▶ Data extracted from a collection
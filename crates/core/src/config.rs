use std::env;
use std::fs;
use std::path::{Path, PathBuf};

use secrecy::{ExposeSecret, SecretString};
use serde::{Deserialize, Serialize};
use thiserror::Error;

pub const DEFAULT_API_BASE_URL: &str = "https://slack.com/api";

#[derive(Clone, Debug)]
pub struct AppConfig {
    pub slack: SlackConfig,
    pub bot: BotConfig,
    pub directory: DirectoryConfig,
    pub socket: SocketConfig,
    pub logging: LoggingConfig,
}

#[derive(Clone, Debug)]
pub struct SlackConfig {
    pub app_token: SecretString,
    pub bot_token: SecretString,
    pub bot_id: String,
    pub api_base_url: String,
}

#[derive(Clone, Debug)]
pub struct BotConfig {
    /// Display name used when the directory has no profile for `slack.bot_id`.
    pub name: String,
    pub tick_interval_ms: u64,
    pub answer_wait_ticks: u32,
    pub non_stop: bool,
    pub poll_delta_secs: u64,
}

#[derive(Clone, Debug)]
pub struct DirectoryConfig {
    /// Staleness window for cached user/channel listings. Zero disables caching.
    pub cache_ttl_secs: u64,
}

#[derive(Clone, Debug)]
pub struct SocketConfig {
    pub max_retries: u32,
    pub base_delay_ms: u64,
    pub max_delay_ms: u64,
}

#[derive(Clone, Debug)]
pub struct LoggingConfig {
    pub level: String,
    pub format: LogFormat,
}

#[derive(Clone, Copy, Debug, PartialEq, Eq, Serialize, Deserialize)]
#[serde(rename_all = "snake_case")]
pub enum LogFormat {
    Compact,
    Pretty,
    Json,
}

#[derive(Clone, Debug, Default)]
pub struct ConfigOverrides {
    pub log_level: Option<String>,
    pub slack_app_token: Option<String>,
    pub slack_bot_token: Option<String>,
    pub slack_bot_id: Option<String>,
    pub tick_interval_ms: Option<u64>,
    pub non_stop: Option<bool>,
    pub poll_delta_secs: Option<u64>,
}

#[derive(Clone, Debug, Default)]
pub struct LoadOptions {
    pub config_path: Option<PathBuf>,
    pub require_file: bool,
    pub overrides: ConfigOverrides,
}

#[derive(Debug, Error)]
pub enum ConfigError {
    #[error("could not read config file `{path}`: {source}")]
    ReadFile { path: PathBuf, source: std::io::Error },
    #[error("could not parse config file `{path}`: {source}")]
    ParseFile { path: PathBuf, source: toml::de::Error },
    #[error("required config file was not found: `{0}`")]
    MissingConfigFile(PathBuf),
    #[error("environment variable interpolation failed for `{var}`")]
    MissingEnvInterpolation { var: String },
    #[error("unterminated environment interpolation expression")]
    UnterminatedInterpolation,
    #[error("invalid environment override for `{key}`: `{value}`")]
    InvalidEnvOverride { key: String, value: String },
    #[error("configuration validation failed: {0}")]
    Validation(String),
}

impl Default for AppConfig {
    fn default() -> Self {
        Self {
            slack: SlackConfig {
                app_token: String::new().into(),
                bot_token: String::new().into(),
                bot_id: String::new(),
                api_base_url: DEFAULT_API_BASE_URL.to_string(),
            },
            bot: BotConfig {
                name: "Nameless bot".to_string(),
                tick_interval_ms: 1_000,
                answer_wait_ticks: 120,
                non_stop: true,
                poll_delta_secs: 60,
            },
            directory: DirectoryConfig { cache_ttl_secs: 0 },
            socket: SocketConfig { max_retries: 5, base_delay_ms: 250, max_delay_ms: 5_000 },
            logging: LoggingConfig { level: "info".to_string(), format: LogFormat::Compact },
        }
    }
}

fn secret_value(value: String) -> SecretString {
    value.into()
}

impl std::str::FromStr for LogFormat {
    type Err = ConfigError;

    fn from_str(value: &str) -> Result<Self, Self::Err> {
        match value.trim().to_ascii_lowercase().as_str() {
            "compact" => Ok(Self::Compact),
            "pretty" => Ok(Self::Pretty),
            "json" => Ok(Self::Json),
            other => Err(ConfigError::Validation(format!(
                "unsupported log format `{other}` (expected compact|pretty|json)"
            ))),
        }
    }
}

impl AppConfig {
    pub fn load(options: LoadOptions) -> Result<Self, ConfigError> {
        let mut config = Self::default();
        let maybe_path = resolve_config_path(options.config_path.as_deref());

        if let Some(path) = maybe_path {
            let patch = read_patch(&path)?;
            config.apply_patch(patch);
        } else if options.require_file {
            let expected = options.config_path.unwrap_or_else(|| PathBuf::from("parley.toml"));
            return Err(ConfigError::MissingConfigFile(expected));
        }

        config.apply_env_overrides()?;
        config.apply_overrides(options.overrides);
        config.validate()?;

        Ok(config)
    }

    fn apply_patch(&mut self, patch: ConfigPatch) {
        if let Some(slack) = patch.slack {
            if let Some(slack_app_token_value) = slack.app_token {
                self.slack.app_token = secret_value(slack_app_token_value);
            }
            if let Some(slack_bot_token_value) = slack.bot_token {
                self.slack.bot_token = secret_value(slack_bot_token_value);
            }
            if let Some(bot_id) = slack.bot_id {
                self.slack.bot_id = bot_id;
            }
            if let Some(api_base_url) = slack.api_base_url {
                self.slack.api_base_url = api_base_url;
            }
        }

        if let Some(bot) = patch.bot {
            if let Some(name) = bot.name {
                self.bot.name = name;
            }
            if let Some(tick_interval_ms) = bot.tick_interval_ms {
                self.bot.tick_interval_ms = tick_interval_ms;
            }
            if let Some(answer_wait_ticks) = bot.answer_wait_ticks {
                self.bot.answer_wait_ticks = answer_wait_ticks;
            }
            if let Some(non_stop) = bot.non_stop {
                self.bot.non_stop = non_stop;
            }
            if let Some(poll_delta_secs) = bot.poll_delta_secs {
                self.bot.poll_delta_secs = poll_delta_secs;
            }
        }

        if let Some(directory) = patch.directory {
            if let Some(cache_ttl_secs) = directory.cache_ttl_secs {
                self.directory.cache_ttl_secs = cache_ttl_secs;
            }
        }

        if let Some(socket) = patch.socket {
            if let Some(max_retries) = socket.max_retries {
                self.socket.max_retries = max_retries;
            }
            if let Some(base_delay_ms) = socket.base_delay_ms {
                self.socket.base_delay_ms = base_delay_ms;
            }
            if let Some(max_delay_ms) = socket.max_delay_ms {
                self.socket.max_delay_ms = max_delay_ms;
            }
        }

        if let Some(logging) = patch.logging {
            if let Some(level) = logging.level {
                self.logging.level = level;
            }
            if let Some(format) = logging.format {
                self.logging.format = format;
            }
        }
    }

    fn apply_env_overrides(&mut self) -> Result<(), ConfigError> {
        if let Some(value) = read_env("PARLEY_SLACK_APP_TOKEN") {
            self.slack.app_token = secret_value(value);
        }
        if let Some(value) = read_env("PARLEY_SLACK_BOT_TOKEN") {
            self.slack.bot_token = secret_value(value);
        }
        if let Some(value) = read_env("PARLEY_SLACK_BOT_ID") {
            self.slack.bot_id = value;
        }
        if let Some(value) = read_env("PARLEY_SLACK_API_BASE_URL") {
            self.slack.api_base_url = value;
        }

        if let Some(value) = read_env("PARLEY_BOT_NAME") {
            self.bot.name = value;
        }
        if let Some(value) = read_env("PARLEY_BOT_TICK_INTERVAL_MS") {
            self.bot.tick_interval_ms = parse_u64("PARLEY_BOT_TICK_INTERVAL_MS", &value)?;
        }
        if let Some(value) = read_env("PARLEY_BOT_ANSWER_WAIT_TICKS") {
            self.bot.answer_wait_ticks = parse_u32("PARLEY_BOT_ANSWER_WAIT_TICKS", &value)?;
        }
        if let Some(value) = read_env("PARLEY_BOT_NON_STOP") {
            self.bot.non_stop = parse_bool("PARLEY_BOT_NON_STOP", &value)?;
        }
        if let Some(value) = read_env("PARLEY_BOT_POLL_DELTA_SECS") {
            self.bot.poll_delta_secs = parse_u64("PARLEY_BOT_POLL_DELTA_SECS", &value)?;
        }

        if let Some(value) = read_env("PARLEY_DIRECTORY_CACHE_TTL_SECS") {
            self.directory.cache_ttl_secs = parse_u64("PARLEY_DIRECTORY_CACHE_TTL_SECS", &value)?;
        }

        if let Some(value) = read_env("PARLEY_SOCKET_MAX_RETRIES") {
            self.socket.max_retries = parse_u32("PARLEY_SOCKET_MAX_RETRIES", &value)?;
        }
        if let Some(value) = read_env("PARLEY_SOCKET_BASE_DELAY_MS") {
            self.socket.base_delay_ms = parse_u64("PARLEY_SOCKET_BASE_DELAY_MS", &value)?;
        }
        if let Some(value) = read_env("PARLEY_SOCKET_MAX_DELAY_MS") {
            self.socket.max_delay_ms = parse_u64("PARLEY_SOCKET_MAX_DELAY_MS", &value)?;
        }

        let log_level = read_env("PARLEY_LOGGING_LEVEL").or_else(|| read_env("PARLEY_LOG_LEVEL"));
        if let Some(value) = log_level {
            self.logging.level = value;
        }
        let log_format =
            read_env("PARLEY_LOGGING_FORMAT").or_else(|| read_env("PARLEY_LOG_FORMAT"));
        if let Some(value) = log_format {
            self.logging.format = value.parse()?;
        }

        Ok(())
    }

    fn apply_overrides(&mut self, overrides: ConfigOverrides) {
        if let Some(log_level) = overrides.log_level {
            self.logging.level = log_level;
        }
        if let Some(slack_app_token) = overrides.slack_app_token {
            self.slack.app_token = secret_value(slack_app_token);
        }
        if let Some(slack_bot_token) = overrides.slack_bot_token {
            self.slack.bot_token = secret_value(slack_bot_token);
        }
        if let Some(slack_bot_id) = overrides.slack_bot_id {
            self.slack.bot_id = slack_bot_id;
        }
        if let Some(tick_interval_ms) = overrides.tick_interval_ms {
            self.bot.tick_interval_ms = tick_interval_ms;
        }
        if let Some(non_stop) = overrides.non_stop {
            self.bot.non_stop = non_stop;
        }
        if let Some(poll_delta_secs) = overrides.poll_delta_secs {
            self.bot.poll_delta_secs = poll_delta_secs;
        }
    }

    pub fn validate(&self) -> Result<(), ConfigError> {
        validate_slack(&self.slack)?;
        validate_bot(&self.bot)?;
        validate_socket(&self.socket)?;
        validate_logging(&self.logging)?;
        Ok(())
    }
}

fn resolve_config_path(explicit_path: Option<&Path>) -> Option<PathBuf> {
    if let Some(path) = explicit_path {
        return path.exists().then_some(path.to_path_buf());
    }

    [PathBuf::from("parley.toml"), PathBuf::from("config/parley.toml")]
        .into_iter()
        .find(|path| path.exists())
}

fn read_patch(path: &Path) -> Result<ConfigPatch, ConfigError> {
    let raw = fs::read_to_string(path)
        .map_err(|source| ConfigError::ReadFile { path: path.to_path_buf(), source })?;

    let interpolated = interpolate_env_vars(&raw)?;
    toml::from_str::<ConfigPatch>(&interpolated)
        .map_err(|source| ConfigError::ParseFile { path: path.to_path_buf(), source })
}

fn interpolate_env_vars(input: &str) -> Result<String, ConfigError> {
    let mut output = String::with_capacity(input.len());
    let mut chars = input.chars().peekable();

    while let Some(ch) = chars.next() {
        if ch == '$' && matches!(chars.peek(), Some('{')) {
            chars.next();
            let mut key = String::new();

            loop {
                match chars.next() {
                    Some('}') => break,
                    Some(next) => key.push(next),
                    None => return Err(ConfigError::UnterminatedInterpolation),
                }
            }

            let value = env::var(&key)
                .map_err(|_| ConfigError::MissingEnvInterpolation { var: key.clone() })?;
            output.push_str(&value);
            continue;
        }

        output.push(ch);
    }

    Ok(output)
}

▶ Problem to solve
Print exactly, and only, the lines from the line that contains "let raw = fs::read_to_string(path)" through the last line of the records.

▶ Exercise result
    let raw = fs::read_to_string(path)
        .map_err(|source| ConfigError::ReadFile { path: path.to_path_buf(), source })?;

    let interpolated = interpolate_env_vars(&raw)?;
    toml::from_str::<ConfigPatch>(&interpolated)
        .map_err(|source| ConfigError::ParseFile { path: path.to_path_buf(), source })
}

fn interpolate_env_vars(input: &str) -> Result<String, ConfigError> {
    let mut output = String::with_capacity(input.len());
    let mut chars = input.chars().peekable();

    while let Some(ch) = chars.next() {
        if ch == '$' && matches!(chars.peek(), Some('{')) {
            chars.next();
            let mut key = String::new();

            loop {
                match chars.next() {
                    Some('}') => break,
                    Some(next) => key.push(next),
                    None => return Err(ConfigError::UnterminatedInterpolation),
                }
            }

            let value = env::var(&key)
                .map_err(|_| ConfigError::MissingEnvInterpolation { var: key.clone() })?;
            output.push_str(&value);
            continue;
        }

        output.push(ch);
    }

    Ok(output)
}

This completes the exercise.